The Sergeant
By: Jack  Serig, Sr., LTCOL Infantry, Retired

    Exceptional sergeants are not hard to find.  They were everywhere in the U.S. Army I served from 1953 to 1973.  Dedicated scholars and teachers of tactical warfare.  Administrators and managers.  Logisticians.  Technicians.  Professional.  Leaders.

    Every once in a while one sergeant would stand out above all the rest, as hard as that is to imagine when considering the “very exceptional” majority.   Our sergeant’s tailored uniforms and spit-shined boots were always a challenge for his men to match.  You knew he stood out when traffic stopped in all directions to simply watch him march his men to Jody-cadence tempo.  The troops marching under his command were meticulous with every step, insuring their lines were straight because they looked and felt proud marching with this not-so-ordinary leader.  They did it because of their deep reverence for their sergeant.  They did it for themselves because they witnessed and sensed his deep respect and loyalty to them.

    The persons in the stopped cars often got out for a better view.  You knew they sensed what the troops felt.  This happened many times in Fort Riley, Kansas and every day we supported the National Rifle/Pistol matches at Camp Perry Ohio. The clear, deep baritone cadence of our sergeant was inspiration in itself.  It made one proud to be a part of the moment---to be American and all that being American stands for.
    Our company commander called upon our sergeant to develop a ‘silent’ drill team.  His patient teaching and coaching of  the individual soldiers, all volunteers,  quickly formed them into a team that made them the envy of the other companies in our Battle Group.  The drill team was called upon to perform in Battle Group,  Division and local civilian events and was the pride of our unit..

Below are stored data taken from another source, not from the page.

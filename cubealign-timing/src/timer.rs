use std::collections::VecDeque;
use std::time::{Duration, Instant};

/// Trait for high-precision monotonic timers
pub trait Timer: Clone + Send + Sync {
    type Timestamp: Copy + Clone + Send + Sync;
    fn now(&self) -> Self::Timestamp;
    fn elapsed(&self, ts: Self::Timestamp) -> Duration;
    fn sleep(&self, d: Duration);
    fn record_frame(&mut self, d: Duration);
    fn frame_count(&self) -> usize;
    fn frame_stats(&self) -> FrameStats;
}

/// Summary of recorded tick durations.
#[derive(Debug, Clone, Default, PartialEq)]
pub struct FrameStats {
    pub average_frame_time_ns: f64,
    pub jitter_ns: f64,
    pub min_frame_time_ns: f64,
    pub max_frame_time_ns: f64,
    pub effective_hz: f64,
}

impl FrameStats {
    pub fn from_samples(samples: impl IntoIterator<Item = Duration>) -> Self {
        let times: Vec<f64> = samples.into_iter().map(|d| d.as_nanos() as f64).collect();
        if times.is_empty() {
            return Self::default();
        }
        let n = times.len() as f64;
        let avg = times.iter().sum::<f64>() / n;
        let var = times.iter().map(|x| (x - avg).powi(2)).sum::<f64>() / n;
        let min = times.iter().copied().fold(f64::INFINITY, f64::min);
        let max = times.iter().copied().fold(f64::NEG_INFINITY, f64::max);
        Self {
            average_frame_time_ns: avg,
            jitter_ns: var.sqrt(),
            min_frame_time_ns: min,
            max_frame_time_ns: max,
            effective_hz: if avg > 0.0 { 1e9 / avg } else { 0.0 },
        }
    }
}

#[derive(Debug, Clone)]
pub struct HighPrecisionTimer {
    pub start: Instant,
    pub frame_times: VecDeque<Duration>,
    pub max_samples: usize,
    frames_recorded: usize,
}

impl Timer for HighPrecisionTimer {
    type Timestamp = u64;
    fn now(&self) -> u64 {
        self.start.elapsed().as_nanos() as u64
    }
    fn elapsed(&self, ts: u64) -> Duration {
        Duration::from_nanos(self.now().saturating_sub(ts))
    }
    fn sleep(&self, d: Duration) {
        self.high_precision_sleep(d)
    }
    fn record_frame(&mut self, d: Duration) {
        if self.frame_times.len() >= self.max_samples {
            self.frame_times.pop_front();
        }
        self.frame_times.push_back(d);
        self.frames_recorded += 1;
    }
    fn frame_count(&self) -> usize {
        self.frames_recorded
    }
    fn frame_stats(&self) -> FrameStats {
        FrameStats::from_samples(self.frame_times.iter().copied())
    }
}

impl HighPrecisionTimer {
    pub fn new() -> Self {
        Self::with_capacity(1000)
    }

    pub fn with_capacity(max_samples: usize) -> Self {
        Self {
            start: Instant::now(),
            frame_times: VecDeque::with_capacity(max_samples),
            max_samples: max_samples.max(1),
            frames_recorded: 0,
        }
    }

    pub fn high_precision_sleep(&self, duration: Duration) {
        if duration.is_zero() {
            return;
        }
        #[cfg(target_os = "linux")]
        self.linux_sleep(duration);
        #[cfg(target_os = "macos")]
        self.macos_sleep(duration);
        #[cfg(not(any(target_os = "linux", target_os = "macos")))]
        std::thread::sleep(duration);
    }

    #[cfg(target_os = "linux")]
    fn linux_sleep(&self, duration: Duration) {
        use libc::{clock_nanosleep, timespec, CLOCK_MONOTONIC};

        let req = timespec {
            tv_sec: duration.as_secs() as libc::time_t,
            tv_nsec: duration.subsec_nanos() as libc::c_long,
        };

        unsafe {
            clock_nanosleep(CLOCK_MONOTONIC, 0, &req, std::ptr::null_mut());
        }
    }

    #[cfg(target_os = "macos")]
    fn macos_sleep(&self, duration: Duration) {
        use mach2::mach_time::{mach_absolute_time, mach_timebase_info, mach_timebase_info_data_t};

        // Short waits spin on the mach clock, longer ones yield to the scheduler.
        if duration.as_nanos() < 100_000 {
            unsafe {
                let start = mach_absolute_time();
                let mut timebase = mach_timebase_info_data_t { numer: 0, denom: 0 };
                mach_timebase_info(&mut timebase);

                let target_ticks =
                    duration.as_nanos() as u64 * timebase.denom as u64 / timebase.numer as u64;

                while mach_absolute_time() - start < target_ticks {
                    std::hint::spin_loop();
                }
            }
        } else {
            std::thread::sleep(duration);
        }
    }
}

impl Default for HighPrecisionTimer {
    fn default() -> Self {
        Self::new()
    }
}
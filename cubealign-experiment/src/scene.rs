//! In-memory scene used when no engine is attached.

use crate::collab::{DieHandle, ObjectFactory, PoseSource, TargetHandle};
use cubealign_core::Pose;
use std::collections::HashMap;

#[derive(Debug, Clone, PartialEq)]
pub struct SceneObject {
    pub pose: Pose,
    pub scale: f64,
    pub active: bool,
}

/// Counters of factory requests, for inspecting a finished session.
#[derive(Debug, Clone, Copy, Default, PartialEq, Eq)]
pub struct SceneStats {
    pub dies_created: u32,
    pub dies_destroyed: u32,
    pub targets_created: u32,
    pub targets_destroyed: u32,
    pub die_placements: u32,
    pub die_deactivations: u32,
}

#[derive(Debug, Clone)]
pub struct MemoryScene {
    next_id: u32,
    dies: HashMap<DieHandle, SceneObject>,
    targets: HashMap<TargetHandle, SceneObject>,
    head: Option<Pose>,
    has_die_prefab: bool,
    has_target_prefab: bool,
    stats: SceneStats,
}

impl Default for MemoryScene {
    fn default() -> Self {
        Self::new()
    }
}

impl MemoryScene {
    pub fn new() -> Self {
        Self {
            next_id: 0,
            dies: HashMap::new(),
            targets: HashMap::new(),
            head: None,
            has_die_prefab: true,
            has_target_prefab: true,
            stats: SceneStats::default(),
        }
    }

    /// Scene whose die cannot be created.
    pub fn without_die_prefab() -> Self {
        Self {
            has_die_prefab: false,
            ..Self::new()
        }
    }

    /// Scene whose targets cannot be created.
    pub fn without_target_prefab() -> Self {
        Self {
            has_target_prefab: false,
            ..Self::new()
        }
    }

    pub fn set_head_pose(&mut self, pose: Option<Pose>) {
        self.head = pose;
    }

    /// Hand tracking moved the die.
    pub fn move_die(&mut self, die: DieHandle, pose: Pose) {
        if let Some(object) = self.dies.get_mut(&die) {
            object.pose = pose;
        }
    }

    pub fn die(&self, die: DieHandle) -> Option<&SceneObject> {
        self.dies.get(&die)
    }

    pub fn target(&self, target: TargetHandle) -> Option<&SceneObject> {
        self.targets.get(&target)
    }

    pub fn live_targets(&self) -> usize {
        self.targets.len()
    }

    pub fn stats(&self) -> SceneStats {
        self.stats
    }

    fn allocate(&mut self) -> u32 {
        self.next_id += 1;
        self.next_id
    }
}

impl ObjectFactory for MemoryScene {
    fn create_die(&mut self) -> Option<DieHandle> {
        if !self.has_die_prefab {
            return None;
        }
        let handle = DieHandle(self.allocate());
        self.dies.insert(
            handle,
            SceneObject {
                pose: Pose::identity(),
                scale: 1.0,
                active: true,
            },
        );
        self.stats.dies_created += 1;
        Some(handle)
    }

    fn destroy_die(&mut self, die: DieHandle) {
        if self.dies.remove(&die).is_some() {
            self.stats.dies_destroyed += 1;
        }
    }

    fn create_target(&mut self, pose: Pose, scale: f64) -> Option<TargetHandle> {
        if !self.has_target_prefab {
            return None;
        }
        let handle = TargetHandle(self.allocate());
        self.targets.insert(
            handle,
            SceneObject {
                pose,
                scale,
                active: true,
            },
        );
        self.stats.targets_created += 1;
        Some(handle)
    }

    fn destroy_target(&mut self, target: TargetHandle) {
        if self.targets.remove(&target).is_some() {
            self.stats.targets_destroyed += 1;
        }
    }

    fn place_die(&mut self, die: DieHandle, pose: Pose, scale: f64) {
        if let Some(object) = self.dies.get_mut(&die) {
            object.pose = pose;
            object.scale = scale;
            self.stats.die_placements += 1;
        }
    }

    fn set_die_active(&mut self, die: DieHandle, active: bool) {
        if let Some(object) = self.dies.get_mut(&die) {
            if object.active && !active {
                self.stats.die_deactivations += 1;
            }
            object.active = active;
        }
    }
}

impl PoseSource for MemoryScene {
    fn die_pose(&self, die: DieHandle) -> Option<Pose> {
        self.dies.get(&die).map(|o| o.pose)
    }

    fn target_pose(&self, target: TargetHandle) -> Option<Pose> {
        self.targets.get(&target).map(|o| o.pose)
    }

    fn head_pose(&self) -> Option<Pose> {
        self.head
    }
}
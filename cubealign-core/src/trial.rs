use crate::phase::TrialOutcome;
use serde::{Deserialize, Serialize};

/// Recorded result per trial
#[derive(Debug, Clone, PartialEq, Serialize, Deserialize)]
pub struct TrialResult {
    pub trial_num: u32,
    pub outcome: TrialOutcome,
    pub trial_duration_s: f64,
    pub dwell_duration_s: f64,
    pub reset_count: u32,
    /// Errors at the last evaluated tick; absent when the trial never saw both objects.
    pub position_error: Option<f64>,
    pub rotation_error_deg: Option<f64>,
}

impl TrialResult {
    pub fn timed_out(&self) -> bool {
        self.outcome == TrialOutcome::Timeout
    }
}

#[cfg(test)]
mod tests {
    use super::*;

    #[test]
    fn serializes_outcome_in_snake_case() {
        let result = TrialResult {
            trial_num: 3,
            outcome: TrialOutcome::OnTarget,
            trial_duration_s: 4.5,
            dwell_duration_s: 1.1,
            reset_count: 0,
            position_error: Some(0.02),
            rotation_error_deg: Some(3.0),
        };
        let json = serde_json::to_value(&result).unwrap();
        assert_eq!(json["outcome"], "on_target");
        assert_eq!(json["trial_num"], 3);
        assert_eq!(json["position_error"], 0.02);
        assert!(!result.timed_out());
    }

    #[test]
    fn unmeasured_errors_serialize_as_null() {
        let result = TrialResult {
            trial_num: 1,
            outcome: TrialOutcome::Timeout,
            trial_duration_s: 30.5,
            dwell_duration_s: 0.0,
            reset_count: 0,
            position_error: None,
            rotation_error_deg: None,
        };
        let json = serde_json::to_value(&result).unwrap();
        assert!(json["position_error"].is_null());
        assert!(json["rotation_error_deg"].is_null());
        assert!(result.timed_out());
    }
}
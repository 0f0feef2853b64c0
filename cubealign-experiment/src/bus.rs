//! Synchronous lifecycle event multicast.
//!
//! Handlers run on the publishing thread, in subscription order, before
//! [`EventBus::publish`] returns. Handlers never receive a reference to the
//! bus, so subscribing or unsubscribing from inside a handler is not
//! possible; collaborators that need to react must be captured by the
//! handler itself.

use cubealign_core::LifecycleEvent;

#[derive(Debug, Clone, Copy, PartialEq, Eq, Hash)]
pub struct SubscriptionId(u64);

type EventHandler = Box<dyn FnMut(LifecycleEvent)>;
type LabelHandler = Box<dyn FnMut(&str)>;

struct Subscription {
    id: SubscriptionId,
    kinds: Vec<LifecycleEvent>,
    handler: EventHandler,
}

#[derive(Default)]
pub struct EventBus {
    next_id: u64,
    subscriptions: Vec<Subscription>,
    label_handlers: Vec<(SubscriptionId, LabelHandler)>,
}

impl EventBus {
    pub fn new() -> Self {
        Self::default()
    }

    pub fn subscribe(
        &mut self,
        kind: LifecycleEvent,
        handler: impl FnMut(LifecycleEvent) + 'static,
    ) -> SubscriptionId {
        self.subscribe_many(&[kind], handler)
    }

    /// One handler for several event kinds.
    pub fn subscribe_many(
        &mut self,
        kinds: &[LifecycleEvent],
        handler: impl FnMut(LifecycleEvent) + 'static,
    ) -> SubscriptionId {
        let id = self.allocate_id();
        self.subscriptions.push(Subscription {
            id,
            kinds: kinds.to_vec(),
            handler: Box::new(handler),
        });
        id
    }

    /// Receives the label of every labelled event, after that event's own handlers.
    pub fn subscribe_labels(&mut self, handler: impl FnMut(&str) + 'static) -> SubscriptionId {
        let id = self.allocate_id();
        self.label_handlers.push((id, Box::new(handler)));
        id
    }

    /// Returns false if the id was not subscribed.
    pub fn unsubscribe(&mut self, id: SubscriptionId) -> bool {
        let before = self.subscriptions.len() + self.label_handlers.len();
        self.subscriptions.retain(|s| s.id != id);
        self.label_handlers.retain(|(sid, _)| *sid != id);
        before != self.subscriptions.len() + self.label_handlers.len()
    }

    pub fn publish(&mut self, event: LifecycleEvent) {
        for sub in self.subscriptions.iter_mut() {
            if sub.kinds.contains(&event) {
                (sub.handler)(event);
            }
        }
        if let Some(label) = event.label() {
            for (_, handler) in self.label_handlers.iter_mut() {
                handler(label);
            }
        }
    }

    pub fn subscriber_count(&self, kind: LifecycleEvent) -> usize {
        self.subscriptions
            .iter()
            .filter(|s| s.kinds.contains(&kind))
            .count()
    }

    pub fn label_subscriber_count(&self) -> usize {
        self.label_handlers.len()
    }

    fn allocate_id(&mut self) -> SubscriptionId {
        self.next_id += 1;
        SubscriptionId(self.next_id)
    }
}

impl std::fmt::Debug for EventBus {
    fn fmt(&self, f: &mut std::fmt::Formatter<'_>) -> std::fmt::Result {
        f.debug_struct("EventBus")
            .field("subscriptions", &self.subscriptions.len())
            .field("label_handlers", &self.label_handlers.len())
            .finish()
    }
}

    I first became aware of our sergeant when assigned to ‘C’ Company, 28th Infantry Battle Group, 1st Infantry Division, Ft. Riley, Kansas, in 1959.  

    Later in my assignment several letters, addressed to the Commanding Officer, were received from the sergeant’s creditors.  The sergeant  might need help and was asked in for a private conference.   I learned there was a pending divorce and a child involved.  The sergeant was advised to be forthright  in revealing the several problems he had with creditors and what kind of help he required.  For several months we worked through the personal financial problems that so many soldiers endure as a result of inadequate pay to cover living expenses, especially those with families.  We were able to obtain a grant from the Army Emergency Relief  Fund, have an American Red Cross Loan canceled and wrote letters reducing his monthly payments to creditors.  A small, personal loan was finally arranged with a local banker to pay off remaining debts leaving only the single bank payment monthly at an affordable payback rate.  

    Not at any time during his financial and personal crisis did the Sergeant fail to carry out his assignments in his usual efficient and credible manner.   He continued his important morale-enhancing work with the silent drill team.  Also, he was continually called on to provide his deep baritone and model military example to lead the troops in Jody-cadence wherever the company marched.  The cars and passersby kept stopping to watch the enjoyment of our sergeant’s work.

    He was masterful!

    Sergeant Mallory was very special to all of us.  When you talked about Sergeant Mallory, everyone paid close attention.  He set the highest standards for everyday soldiering for officers and enlisted to emulate.

    Sergeant Mallory was a proud American.  A descendant of slaves.